Would you print the records below without changing anything?

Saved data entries
----

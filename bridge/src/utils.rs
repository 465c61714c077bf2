//! Utility functions

use serde::{Deserialize, Serialize};

/// Version information for the bridge
#[derive(Debug, Clone, Serialize, Deserialize)]
pub struct VersionInfo {
    pub version: String,
    pub git_hash: String,
    pub build_time: String,
}

/// Get version information
pub fn version_info() -> VersionInfo {
    VersionInfo {
        version: env!("CARGO_PKG_VERSION").to_string(),
        git_hash: option_env!("GIT_HASH").unwrap_or("unknown").to_string(),
        build_time: option_env!("BUILD_TIME").unwrap_or("unknown").to_string(),
    }
}

/// Truncate an upstream response body for use in log lines and error detail.
/// Cuts on a character boundary so multi-byte payloads cannot split.
pub fn snippet(body: &str, max_chars: usize) -> String {
    if body.chars().count() <= max_chars {
        return body.to_string();
    }
    let cut: String = body.chars().take(max_chars).collect();
    format!("{}...", cut)
}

----

(Result of the exercise):
filename bridge/src/utils.rs
repository 465c61714c077bf2
//! Utility functions

use serde::{Deserialize, Serialize};

/// Version information for the bridge
#[derive(Debug, Clone, Serialize, Deserialize)]
pub struct VersionInfo {
    pub version: String,
    pub git_hash: String,
    pub build_time: String,
}

/// Get version information
pub fn version_info() -> VersionInfo {
    VersionInfo {
        version: env!("CARGO_PKG_VERSION").to_string(),
        git_hash: option_env!("GIT_HASH").unwrap_or("unknown").to_string(),
        build_time: option_env!("BUILD_TIME").unwrap_or("unknown").to_string(),
    }
}

/// Truncate an upstream response body for use in log lines and error detail.
/// Cuts on a character boundary so multi-byte payloads cannot split.
pub fn snippet(body: &str, max_chars: usize) -> String {
    if body.chars().count() <= max_chars {
        return body.to_string();
    }
    let cut: String = body.chars().take(max_chars).collect();
    format!("{}...", cut)
}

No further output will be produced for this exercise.